Prof. Wild went on to outline precisely why the advent of OCT technology will be so important to furthering our understanding of glaucoma, with future techniques looking at lamina pore scans to indicate the stage of the disease, with obvious benefit to the patients of the future.
In the afternoon session, Mr Mahi Muqit of Moorfields Eye Hospital gave delegates an insight into “What’s new in retinal?”, describing the emerging technologies and practices for the posterior segment, including ‘chemical vitrectomy’, advanced heads-up 3D surgical technology and minimally invasive laser treatments, seeking to titrate a greater number of laser burns in photocoagulation against shorter duration.
The technology theme continued with a look at methods to use intraoperative OCT in epiretinal membrane surgery, and the tremendous potential of strides toward the development of the ‘bionic eye’, and its potential to change lives.
To conclude Wednesday’s programme, a range of topics were covered in free paper sessions, including the options for presbyopic corneal inlay surgery, offered by Mr Mark Wevill from Optegra Eye Health Care, which sought to stress the importance of patient selection in the success of this emerging range of treatment options.
Mr Jay Dermott (Optegra Eye Sciences) presented comparative results of multifocal versus trifocal IOL technologies, Dr Andreas Hartwig (Optegra Eye Sciences) presented interim results of an intraoperative imaging system for monofocal toric IOL alignment. To conclude, Mr Say Aun Quah spoke on real-life case learnings regarding the effects of patient medication on pupil diameter, and the importance of this in patients undergoing IOL surgery, particularly the effects it has on visual symptoms and outcomes.
The accredited workshop on the second day was an opportunity for more of a hands-on and interactive format, attended by consultants, ophthalmic professionals including nurses, health-care technicians and optometrists.
Lyn Millbank from the Zeiss Academy gave an overview of developments in ocular biometry and summarized how current IOL power calculation formulae should be applied.

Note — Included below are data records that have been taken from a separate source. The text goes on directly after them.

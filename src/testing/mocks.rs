//! Mock rating source

use std::sync::atomic::{AtomicUsize, Ordering};

use crate::analytics::{parse_date, Rating};
use crate::source::RatingSource;

/// Rating source that serves a fixed dataset and counts reads
///
/// Used to check that queries read the dataset exactly once, and not at all
/// when their parameters are rejected.
#[derive(Debug, Default)]
pub struct MockRatingSource {
    ratings: Vec<Rating>,
    calls: AtomicUsize,
}

impl MockRatingSource {
    /// Create a new mock serving `ratings`
    pub fn new(ratings: Vec<Rating>) -> Self {
        Self {
            ratings,
            calls: AtomicUsize::new(0),
        }
    }

    /// Number of times `get_all` has been called
    pub fn calls(&self) -> usize {
        self.calls.load(Ordering::SeqCst)
    }

    pub fn reset_calls(&self) {
        self.calls.store(0, Ordering::SeqCst);
    }
}

impl RatingSource for MockRatingSource {
    fn get_all(&self) -> &[Rating] {
        self.calls.fetch_add(1, Ordering::SeqCst);
        &self.ratings
    }
}

/// Builder for mock rating sources
#[derive(Debug, Default)]
pub struct MockRatingSourceBuilder {
    ratings: Vec<Rating>,
}

impl MockRatingSourceBuilder {
    /// Create a new builder
    pub fn new() -> Self {
        Self::default()
    }

    /// Add an undated rating
    pub fn rating(mut self, reviewer: i32, movie: i32, grade: i32) -> Self {
        self.ratings.push(Rating::new(reviewer, movie, grade));
        self
    }

    /// Add a dated rating, with `date` in any layout accepted by [`parse_date`]
    ///
    /// # Panics
    ///
    /// Panics if `date` cannot be parsed.
    pub fn dated(mut self, reviewer: i32, movie: i32, grade: i32, date: &str) -> Self {
        let date = parse_date(date).unwrap_or_else(|| panic!("invalid fixture date `{}`", date));
        self.ratings
            .push(Rating::new(reviewer, movie, grade).with_date(date));
        self
    }

    /// Build the mock
    pub fn build(self) -> MockRatingSource {
        MockRatingSource::new(self.ratings)
    }
}
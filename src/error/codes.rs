/// Error code registry for movierate
///
/// Error codes are organized by category:
/// - 1000-1999: Query errors
/// - 2000-2999: Rating source errors
pub struct ErrorCode;

impl ErrorCode {
    // Query errors (1000-1999)
    pub const QUERY_INVALID_ARGUMENT: u16 = 1001;
    pub const QUERY_NO_DATA: u16 = 1002;

    // Rating source errors (2000-2999)
    pub const SOURCE_IO_ERROR: u16 = 2001;
    pub const SOURCE_PARSE_ERROR: u16 = 2002;
}

/// Get a human-readable description for an error code
pub fn describe_error_code(code: u16) -> &'static str {
    match code {
        ErrorCode::QUERY_INVALID_ARGUMENT => "Query parameter out of range",
        ErrorCode::QUERY_NO_DATA => "No ratings match the query subject",
        ErrorCode::SOURCE_IO_ERROR => "Rating file could not be read",
        ErrorCode::SOURCE_PARSE_ERROR => "Rating file is not valid rating JSON",
        _ => "Unknown error",
    }
}
//! Testing utilities and fixtures
//!
//! Mock rating sources and ready-made datasets shared by unit tests,
//! integration tests and benchmarks.

pub mod fixtures;
pub mod mocks;

pub use fixtures::Fixtures;
pub use mocks::{MockRatingSource, MockRatingSourceBuilder};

The presentation was concluded with a real-time demonstration of the features of the newly developed IOL Master 700 instrument.
Prof. John Wild provided an informative overview reminding the audience of the definition of glaucoma as well as an interpretation of visual fields and retinal OCT data. He pointed out the need to consider graphical diagnostic results as well as statistical approaches that can be used to look at structure versus functional deficits as well as disease progression.

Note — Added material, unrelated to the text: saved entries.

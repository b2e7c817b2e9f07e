//! Data models for movie rating analytics

use chrono::{DateTime, NaiveDate, NaiveDateTime, NaiveTime};
use serde::de::{self, IgnoredAny, MapAccess, Visitor};
use serde::{Deserialize, Deserializer, Serialize};
use std::fmt;

/// Grade given for a top rating
pub const TOP_RATE: i32 = 5;

/// Lowest valid grade
pub const MIN_GRADE: i32 = 1;

/// Highest valid grade
pub const MAX_GRADE: i32 = 5;

/// One reviewer's grade for one movie on a given date
///
/// Field values are carried as read. Nothing here checks that ids are
/// positive or that the grade is within range. Field names are matched
/// without regard to case, and `reviewerId`/`movieId` name the same fields
/// as `reviewer`/`movie`.
#[derive(Debug, Clone, PartialEq, Eq, Serialize)]
pub struct Rating {
    pub reviewer: i32,
    pub movie: i32,
    pub grade: i32,
    /// `None` orders before every known date
    pub date: Option<NaiveDateTime>,
}

impl Rating {
    pub fn new(reviewer: i32, movie: i32, grade: i32) -> Self {
        Self {
            reviewer,
            movie,
            grade,
            date: None,
        }
    }

    #[must_use]
    pub fn with_date(mut self, date: NaiveDateTime) -> Self {
        self.date = Some(date);
        self
    }

    pub fn is_top_rate(&self) -> bool {
        self.grade == TOP_RATE
    }
}

/// Running sum and count of grades for one movie or reviewer
#[derive(Debug, Clone, Copy, Default, PartialEq, Eq)]
pub struct GradeTally {
    pub total: i64,
    pub count: usize,
}

impl GradeTally {
    pub fn increment(&mut self, rating: &Rating) {
        self.total += i64::from(rating.grade);
        self.count += 1;
    }

    /// Mean grade, or `None` for an empty tally
    pub fn mean(&self) -> Option<f64> {
        if self.count == 0 {
            None
        } else {
            Some(self.total as f64 / self.count as f64)
        }
    }
}

impl From<&Rating> for GradeTally {
    fn from(rating: &Rating) -> Self {
        Self {
            total: i64::from(rating.grade),
            count: 1,
        }
    }
}

/// Parse a rating date in any of the layouts found in rating files
///
/// Accepts `YYYY-MM-DD`, `YYYY-MM-DDTHH:MM:SS[.fff]`, `YYYY-MM-DD HH:MM:SS`
/// and RFC 3339 timestamps. Offsets are normalized to UTC.
pub fn parse_date(value: &str) -> Option<NaiveDateTime> {
    let value = value.trim();

    if let Ok(date) = NaiveDate::parse_from_str(value, "%Y-%m-%d") {
        return Some(date.and_time(NaiveTime::MIN));
    }

    for layout in ["%Y-%m-%dT%H:%M:%S%.f", "%Y-%m-%d %H:%M:%S%.f"] {
        if let Ok(datetime) = NaiveDateTime::parse_from_str(value, layout) {
            return Some(datetime);
        }
    }

    DateTime::parse_from_rfc3339(value)
        .ok()
        .map(|datetime| datetime.naive_utc())
}

#[derive(Clone, Copy)]
enum RatingField {
    Reviewer,
    Movie,
    Grade,
    Date,
}

impl RatingField {
    fn from_key(key: &str) -> Option<Self> {
        match key.to_ascii_lowercase().replace('_', "").as_str() {
            "reviewer" | "reviewerid" => Some(Self::Reviewer),
            "movie" | "movieid" => Some(Self::Movie),
            "grade" => Some(Self::Grade),
            "date" => Some(Self::Date),
            _ => None,
        }
    }

    fn name(self) -> &'static str {
        match self {
            Self::Reviewer => "reviewer",
            Self::Movie => "movie",
            Self::Grade => "grade",
            Self::Date => "date",
        }
    }
}

struct RatingVisitor;

impl<'de> Visitor<'de> for RatingVisitor {
    type Value = Rating;

    fn expecting(&self, f: &mut fmt::Formatter<'_>) -> fmt::Result {
        f.write_str("a rating object with reviewer, movie and grade fields")
    }

    fn visit_map<A>(self, mut map: A) -> Result<Rating, A::Error>
    where
        A: MapAccess<'de>,
    {
        let mut reviewer = None;
        let mut movie = None;
        let mut grade = None;
        let mut date = None;

        while let Some(key) = map.next_key::<String>()? {
            let Some(field) = RatingField::from_key(&key) else {
                map.next_value::<IgnoredAny>()?;
                continue;
            };
            let seen = match field {
                RatingField::Reviewer => reviewer.replace(map.next_value::<i32>()?).is_some(),
                RatingField::Movie => movie.replace(map.next_value::<i32>()?).is_some(),
                RatingField::Grade => grade.replace(map.next_value::<i32>()?).is_some(),
                RatingField::Date => {
                    let raw: Option<String> = map.next_value()?;
                    date.replace(date_from_raw::<A::Error>(raw)?).is_some()
                }
            };
            if seen {
                return Err(de::Error::duplicate_field(field.name()));
            }
        }

        Ok(Rating {
            reviewer: reviewer.ok_or_else(|| de::Error::missing_field("reviewer"))?,
            movie: movie.ok_or_else(|| de::Error::missing_field("movie"))?,
            grade: grade.ok_or_else(|| de::Error::missing_field("grade"))?,
            date: date.flatten(),
        })
    }
}

impl<'de> Deserialize<'de> for Rating {
    fn deserialize<D>(deserializer: D) -> Result<Self, D::Error>
    where
        D: Deserializer<'de>,
    {
        deserializer.deserialize_map(RatingVisitor)
    }
}

fn date_from_raw<E: de::Error>(raw: Option<String>) -> Result<Option<NaiveDateTime>, E> {
    match raw {
        None => Ok(None),
        Some(s) if s.trim().is_empty() => Ok(None),
        Some(s) => parse_date(&s)
            .map(Some)
            .ok_or_else(|| E::custom(format!("unrecognized date `{}`", s))),
    }
}

#[cfg(test)]
mod tests {
    use super::*;

    #[test]
    fn test_deserialize_capitalized_field_names() {
        let json = r#"{"Reviewer": 1, "Movie": 1488844, "Grade": 3, "Date": "2005-09-06"}"#;
        let rating: Rating = serde_json::from_str(json).unwrap();

        assert_eq!(rating.reviewer, 1);
        assert_eq!(rating.movie, 1488844);
        assert_eq!(rating.grade, 3);
        assert_eq!(rating.date, parse_date("2005-09-06"));
    }

    #[test]
    fn test_deserialize_id_suffixed_names_without_date() {
        let json = r#"{"ReviewerId": 7, "MovieId": 9, "Grade": 5}"#;
        let rating: Rating = serde_json::from_str(json).unwrap();

        assert_eq!(rating, Rating::new(7, 9, 5));
        assert!(rating.is_top_rate());
    }

    #[test]
    fn test_field_names_ignore_case() {
        let json = r#"{"REVIEWER": 2, "movieID": 1, "GRADE": 3, "DATE": "2020-03-12"}"#;
        let rating: Rating = serde_json::from_str(json).unwrap();

        assert_eq!(
            rating,
            Rating::new(2, 1, 3).with_date(parse_date("2020-03-12").unwrap())
        );
    }

    #[test]
    fn test_same_field_twice_is_rejected() {
        let json = r#"{"Reviewer": 1, "reviewer": 2, "Movie": 1, "Grade": 3}"#;
        let err = serde_json::from_str::<Rating>(json).unwrap_err();
        assert!(err.to_string().contains("duplicate field `reviewer`"));
    }

    #[test]
    fn test_unknown_fields_are_ignored() {
        let json = r#"{"Reviewer": 1, "Movie": 2, "Grade": 3, "Comment": {"text": "ok"}}"#;
        let rating: Rating = serde_json::from_str(json).unwrap();
        assert_eq!(rating, Rating::new(1, 2, 3));
    }

    #[test]
    fn test_null_date_is_absent() {
        let json = r#"{"reviewer": 1, "movie": 2, "grade": 4, "date": null}"#;
        let rating: Rating = serde_json::from_str(json).unwrap();
        assert_eq!(rating.date, None);
    }

    #[test]
    fn test_bad_date_is_rejected() {
        let json = r#"{"reviewer": 1, "movie": 2, "grade": 4, "date": "yesterday"}"#;
        let result: Result<Rating, _> = serde_json::from_str(json);
        assert!(result.is_err());
    }

    #[test]
    fn test_parse_date_layouts() {
        let midnight = parse_date("2020-03-12").unwrap();
        assert_eq!(midnight.to_string(), "2020-03-12 00:00:00");

        let iso = parse_date("2020-03-12T10:15:30").unwrap();
        assert_eq!(iso.to_string(), "2020-03-12 10:15:30");

        let spaced = parse_date("2020-03-12 10:15:30").unwrap();
        assert_eq!(spaced, iso);

        let rfc = parse_date("2020-03-12T12:15:30+02:00").unwrap();
        assert_eq!(rfc, iso);

        assert!(parse_date("12/03/2020").is_none());
    }

    #[test]
    fn test_absent_date_orders_first() {
        let dated = Rating::new(1, 1, 3).with_date(parse_date("1999-01-01").unwrap());
        let undated = Rating::new(1, 2, 3);
        assert!(undated.date < dated.date);
    }

    #[test]
    fn test_grade_tally_mean() {
        let mut tally = GradeTally::from(&Rating::new(1, 1, 2));
        tally.increment(&Rating::new(2, 1, 5));

        assert_eq!(tally.count, 2);
        assert_eq!(tally.mean(), Some(3.5));
        assert_eq!(GradeTally::default().mean(), None);
    }
}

A presentation entitled “What’s new in retinal OCT interpretation?” by Mr Nicholas Lee from Hillingdon Hospital and Western Eye Hospital provided delegates with an update on advances in diagnosis and treatment of retinal conditions and also focused on OCT imaging illustrating the effects of treatments now available.
In a technical presentation Dr Andreas Hartwig (Optegra Eye Sciences) gave an overview of ocular higher order aberrations for the eye care practitioner. He described ways of visualizing higher order aberrations and pointed out which terms are useful to consider in clinical practice.
Christa Gore and Michelle Hanratty (Optegra) provided an insightful presentation offering tips for managing refractive surgery patients. An overview of patient suitability and flow and post-operative evaluation was provided.
The day was concluded by an interactive presentation on OCT led by Lyn Millbank. Participants had the opportunity to have an OCT scan and have their images discussed by the group. One attendee, Mr. George Mumford (optometrist), commented ‘I found the presentations and workshops stimulating and very relevant to clinical practice. I particularly enjoyed the interactive format with the multidisciplinary group of eye health professionals.’
Attracting nearly 80 attendees across the two days, the event was largely a consultant-led symposium and CPD and CET points were available for surgeons and optometrists attending.